30.3. DDR: Außenpolitik und Verbündete

8. Juni 1989

Die Volkskammer erklärt die »Vorgänge in Peking« einstimmig zur inneren Angelegenheit der Volksrepublik China, die »Ordnung und Sicherheit« wieder hergestellt habe. - Sympathie für das Massaker auf dem »Platz des Himmlischen Friedens« hatten bereits am 5. 6. 1989 die staatliche Nachrichtenagentur ADN (»konterrevolutionärer Aufruhr«) und das »Neue Deutschland« signalisiert, danach »Kronprinz« Egon Krenz.
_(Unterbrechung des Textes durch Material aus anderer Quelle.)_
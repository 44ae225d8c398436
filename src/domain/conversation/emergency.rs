//! Emergency keyword detection.
//!
//! Plain case-insensitive substring matching. Recall matters more than
//! precision here: a false alarm ends a call early, a miss does not end it
//! at all. Callers may add terms; nothing removes them.

use once_cell::sync::Lazy;

/// Terms that end the call with emergency instructions.
///
/// Bare "stroke" is absent: patients are asked to describe their stroke,
/// so the list names symptom and recurrence phrases instead.
pub const DEFAULT_EMERGENCY_KEYWORDS: [&str; 19] = [
    "emergency",
    "911",
    "urgent",
    "help",
    "pain",
    "chest pain",
    "can't breathe",
    "cannot breathe",
    "can't speak",
    "cannot speak",
    "numb",
    "paralyzed",
    "stroke symptoms",
    "having a stroke",
    "another stroke",
    "stroke again",
    "a stroke now",
    "face drooping",
    "slurred speech",
];

static STANDARD_DETECTOR: Lazy<EmergencyDetector> = Lazy::new(EmergencyDetector::standard);

/// Checks text against the built-in keyword list.
pub fn contains_emergency_keyword(text: &str) -> bool {
    STANDARD_DETECTOR.detect(text)
}

/// Keyword matcher with an append-only term list.
#[derive(Debug, Clone, PartialEq, Eq)]
pub struct EmergencyDetector {
    keywords: Vec<String>,
}

impl EmergencyDetector {
    /// Detector over [`DEFAULT_EMERGENCY_KEYWORDS`].
    pub fn standard() -> Self {
        let mut detector = Self {
            keywords: Vec::with_capacity(DEFAULT_EMERGENCY_KEYWORDS.len()),
        };
        for keyword in DEFAULT_EMERGENCY_KEYWORDS {
            detector.add_keyword(keyword);
        }
        detector
    }

    /// Standard list plus extra terms.
    pub fn with_keywords<I, S>(mut self, extra: I) -> Self
    where
        I: IntoIterator<Item = S>,
        S: AsRef<str>,
    {
        for keyword in extra {
            self.add_keyword(keyword.as_ref());
        }
        self
    }

    /// Adds a term. Blank and already-known terms are ignored; returns
    /// whether the list grew.
    pub fn add_keyword(&mut self, keyword: &str) -> bool {
        let normalized = normalize(keyword.trim());
        if normalized.is_empty() || self.keywords.contains(&normalized) {
            return false;
        }
        self.keywords.push(normalized);
        true
    }

    pub fn keywords(&self) -> &[String] {
        &self.keywords
    }

    pub fn detect(&self, text: &str) -> bool {
        let haystack = normalize(text);
        self.keywords.iter().any(|k| haystack.contains(k.as_str()))
    }

    /// Terms found in the text, in list order.
    pub fn matched_keywords(&self, text: &str) -> Vec<&str> {
        let haystack = normalize(text);
        self.keywords
            .iter()
            .filter(|k| haystack.contains(k.as_str()))
            .map(String::as_str)
            .collect()
    }
}

impl Default for EmergencyDetector {
    fn default() -> Self {
        Self::standard()
    }
}

// Speech-to-text output often carries typographic apostrophes.
fn normalize(text: &str) -> String {
    text.to_lowercase().replace(['\u{2019}', '\u{2018}'], "'")
}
Der chinesische Außenminister bedankt sich am 12. 6. 1989 für den »Internationalismus« der DDR. Hintergrund: Nach dem Tode Mao Zedongs am 9. 9. 1976 war es zu Macht-und Richtungskämpfen in der Kommunistischen Partei Chinas (KPCh) gekommen, die am 6. 10. 1976 zum Sturz der radikalen Maoisten (»Viererbande«) und langfristig auch zur Ausschaltung der gemäßigten Maoisten unter dem Parteivorsitzenden Hua Guofeng führten. Im Dezember 1978 vollzog der rehabilitierte und wieder zur Macht aufgestiegene Deng Xiaoping die Wende: Er förderte das Wirtschaftswachstum durch ökonomische Liberalisierung und außenwirtschaftliche Öffnung, doch blieben die »Mao-Zedong-Ideen« und die Diktatur der KPCh unangetastet. Die Diskriminierung und Unzufriedenheit der Intellektuellen trotz des ökonomischen Aufschwungs führte nach dem Tode des ehemaligen Parteigeneralsekretärs Hu Yaobang am 15. 4. 1989 zu studentischen Protesten, die unter Beteiligung der Stadtbevölkerung vor allem in Peking in eine Demokratiebewegung einmündeten. Die KPCh ließ zunächst den Ausnahmezustand verhängen und schlug schließlich vom 2.- 4. 6. 1989 die Studenten-und Demokratiebewegung blutig durch Armeeeinheiten nieder (»Chinesische Lösung«).